* Task statement:
Read the data below line by line and copy each one with "Deserialize" in it.

* Listed records:

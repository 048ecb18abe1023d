//! JavaScript node tables and declaration query.

use phf::phf_map;

use crate::parser::NodeKind;

pub(super) const DECLARATION_QUERY: &str = r#"
(function_declaration
  name: (identifier) @name
) @function

(generator_function_declaration
  name: (identifier) @name
) @function

(method_definition
  name: (property_identifier) @name
) @function

(variable_declarator
  name: (identifier) @name
  value: [(arrow_function) (function_expression)] @function
)

(class_declaration
  name: (identifier) @name
) @class
"#;

pub(super) static KINDS: phf::Map<&'static str, NodeKind> = phf_map! {
    "program" => NodeKind::Module,
    "function_declaration" => NodeKind::Function,
    "generator_function_declaration" => NodeKind::Function,
    "method_definition" => NodeKind::Function,
    "arrow_function" => NodeKind::Lambda,
    "function_expression" => NodeKind::Lambda,
    "generator_function" => NodeKind::Lambda,
    "class_declaration" => NodeKind::Class,
    "class" => NodeKind::Class,
    "formal_parameters" => NodeKind::Parameters,
    "assignment_pattern" => NodeKind::Parameter,
    "rest_pattern" => NodeKind::Parameter,
    "statement_block" => NodeKind::Block,
    "if_statement" => NodeKind::If,
    "ternary_expression" => NodeKind::If,
    "while_statement" => NodeKind::While,
    "do_statement" => NodeKind::While,
    "for_statement" => NodeKind::For,
    "for_in_statement" => NodeKind::ForEach,
    "try_statement" => NodeKind::Try,
    "catch_clause" => NodeKind::Catch,
    "finally_clause" => NodeKind::Finally,
    "call_expression" => NodeKind::Call,
    "new_expression" => NodeKind::Call,
    "assignment_expression" => NodeKind::Assignment,
    "augmented_assignment_expression" => NodeKind::AugmentedAssignment,
    "variable_declarator" => NodeKind::Declaration,
    "subscript_expression" => NodeKind::Subscript,
    "update_expression" => NodeKind::Update,
    "binary_expression" => NodeKind::Binary,
    "unary_expression" => NodeKind::Unary,
    "return_statement" => NodeKind::Return,
    "import_statement" => NodeKind::Import,
    "member_expression" => NodeKind::Member,
    "identifier" => NodeKind::Identifier,
    "this" => NodeKind::Identifier,
    "property_identifier" => NodeKind::Property,
    "shorthand_property_identifier" => NodeKind::Property,
    "number" => NodeKind::Number,
    "string" => NodeKind::String,
    "template_string" => NodeKind::String,
    "true" => NodeKind::Boolean,
    "false" => NodeKind::Boolean,
    "null" => NodeKind::Boolean,
    "undefined" => NodeKind::Boolean,
    "array" => NodeKind::Collection,
    "object" => NodeKind::Collection,
    "expression_statement" => NodeKind::ExprStatement,
    "comment" => NodeKind::Comment,
};

pub(super) fn grammar() -> tree_sitter::Language {
    tree_sitter_javascript::LANGUAGE.into()
}
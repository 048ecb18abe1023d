//! Arena of parsed units shared read-only by every analysis stage.

use serde::{Deserialize, Serialize};

use crate::parser::SourceUnit;

/// Stable index of a unit within one analysis run.
#[derive(Debug, Clone, Copy, PartialEq, Eq, Hash, PartialOrd, Ord, Serialize, Deserialize)]
#[serde(transparent)]
pub struct UnitId(pub u32);

impl UnitId {
    pub fn index(self) -> usize {
        self.0 as usize
    }
}

impl std::fmt::Display for UnitId {
    fn fmt(&self, f: &mut std::fmt::Formatter<'_>) -> std::fmt::Result {
        write!(f, "#{}", self.0)
    }
}

/// Owns every unit of a run. Ids follow insertion order.
#[derive(Debug, Default)]
pub struct UnitArena {
    units: Vec<SourceUnit>,
}

impl UnitArena {
    pub fn new() -> Self {
        Self::default()
    }

    pub fn from_units(units: Vec<SourceUnit>) -> Self {
        Self { units }
    }

    pub fn push(&mut self, unit: SourceUnit) -> UnitId {
        let id = UnitId(self.units.len() as u32);
        self.units.push(unit);
        id
    }

    pub fn get(&self, id: UnitId) -> Option<&SourceUnit> {
        self.units.get(id.index())
    }

    pub fn len(&self) -> usize {
        self.units.len()
    }

    pub fn is_empty(&self) -> bool {
        self.units.is_empty()
    }

    pub fn units(&self) -> &[SourceUnit] {
        &self.units
    }

    pub fn ids(&self) -> impl Iterator<Item = UnitId> {
        (0..self.units.len() as u32).map(UnitId)
    }

    /// Units paired with their ids, in id order.
    pub fn iter(&self) -> impl Iterator<Item = (UnitId, &SourceUnit)> {
        self.units
            .iter()
            .enumerate()
            .map(|(idx, unit)| (UnitId(idx as u32), unit))
    }

    /// Id/unit pairs for a subset of ids, skipping unknown ones.
    pub fn select<'a>(&'a self, ids: &'a [UnitId]) -> Vec<(UnitId, &'a SourceUnit)> {
        ids.iter()
            .filter_map(|id| self.get(*id).map(|unit| (*id, unit)))
            .collect()
    }
}
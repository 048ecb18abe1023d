//! Assertion density: assertions per logical line of function code.
//!
//! Reported at most once per file. Files without functions are exempt.

use crate::detect::syntax::is_assertion;
use crate::detect::types::{Category, SafetyRule, Severity, Violation};
use crate::detect::Detector;
use crate::error::DetectorError;
use crate::parser::{visit, NodeKind, SourceUnit, SyntaxNode};

use super::violation;

const RULE: SafetyRule = SafetyRule::AssertionDensity;

/// Names listed in the message before truncating.
const MAX_LISTED: usize = 5;

#[derive(Debug, Clone, Copy)]
pub struct AssertionDensityDetector {
    /// Minimum percentage of assertion statements per logical line.
    min_pct: f64,
}

impl AssertionDensityDetector {
    pub fn new(min_pct: f64) -> Self {
        Self { min_pct }
    }
}

impl Detector for AssertionDensityDetector {
    fn name(&self) -> &str {
        RULE.rule_id()
    }

    fn category(&self) -> Category {
        Category::Safety(RULE)
    }

    fn detect(&self, unit: &SourceUnit) -> Result<Vec<Violation>, DetectorError> {
        let functions = outermost_functions(&unit.tree);
        let Some(first) = functions.first() else {
            return Ok(Vec::new());
        };

        let mut logical = 0u32;
        let mut assertions = 0usize;
        let mut bare = Vec::new();
        for func in &functions {
            logical += unit.logical_lines_in(func.span.start_line, func.span.end_line);
            let count = func.descendants().filter(|n| is_assertion(unit, n)).count();
            if count == 0 {
                bare.push(func.name.as_deref().unwrap_or("<anonymous>"));
            }
            assertions += count;
        }
        if logical == 0 {
            return Ok(Vec::new());
        }

        let pct = assertions as f64 / logical as f64 * 100.0;
        if pct >= self.min_pct {
            return Ok(Vec::new());
        }

        let mut listed = bare
            .iter()
            .take(MAX_LISTED)
            .map(|n| format!("`{}`", n))
            .collect::<Vec<_>>()
            .join(", ");
        if bare.len() > MAX_LISTED {
            listed.push_str(&format!(" and {} more", bare.len() - MAX_LISTED));
        }
        let mut message = format!(
            "assertion density {:.1}% is below {}% ({} assertions in {} logical lines of function code)",
            pct, self.min_pct, assertions, logical
        );
        if !listed.is_empty() {
            message.push_str(&format!("; no assertions in {}", listed));
        }

        Ok(vec![violation(RULE, Severity::Medium, unit, &first.span, message)
            .with_fix("assert preconditions and invariants at function entry and after state changes")])
    }
}

/// Functions not nested in another function, in document order.
fn outermost_functions(root: &SyntaxNode) -> Vec<&SyntaxNode> {
    let mut found = Vec::new();
    visit(root, |node, ancestors| {
        if node.kind == NodeKind::Function && !ancestors.iter().any(|a| a.kind.is_function_like()) {
            found.push(node);
        }
    });
    found
}

#[cfg(all(test, feature = "tree-sitter"))]
mod tests {
    use super::*;
    use crate::parser::Language;

    fn detect(language: Language, source: &str) -> Vec<Violation> {
        let unit = SourceUnit::from_source("test", language, source).unwrap();
        AssertionDensityDetector::new(2.0).detect(&unit).unwrap()
    }

    #[test]
    fn test_low_density_reported_once() {
        let source = r#"def a(x):
    return x + 1

def b(x):
    assert x > 0
    return x * 2

def c(x):
    return x
"#;
        // 1 assertion in 7 logical lines is above 2%.
        assert!(detect(Language::Python, source).is_empty());

        let source = "def a(x):\n    return x\n\ndef c(x):\n    return x\n";
        let found = detect(Language::Python, source);
        assert_eq!(found.len(), 1);
        assert_eq!(found[0].severity, Severity::Medium);
        assert_eq!(found[0].line, 1);
        assert!(found[0].message.contains("no assertions in `a`, `c`"));
    }

    #[test]
    fn test_files_without_functions_are_exempt() {
        assert!(detect(Language::Python, "X = 1\nY = 2\n").is_empty());
    }

    #[test]
    fn test_rust_assert_macros_count() {
        let source = "fn f(x: u32) -> u32 {\n    debug_assert!(x < 10);\n    x\n}\n";
        assert!(detect(Language::Rust, source).is_empty());
    }
}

* Response for this exercise:
use serde::{Deserialize, Serialize};
#[derive(Debug, Clone, Copy, PartialEq, Eq, Hash, PartialOrd, Ord, Serialize, Deserialize)]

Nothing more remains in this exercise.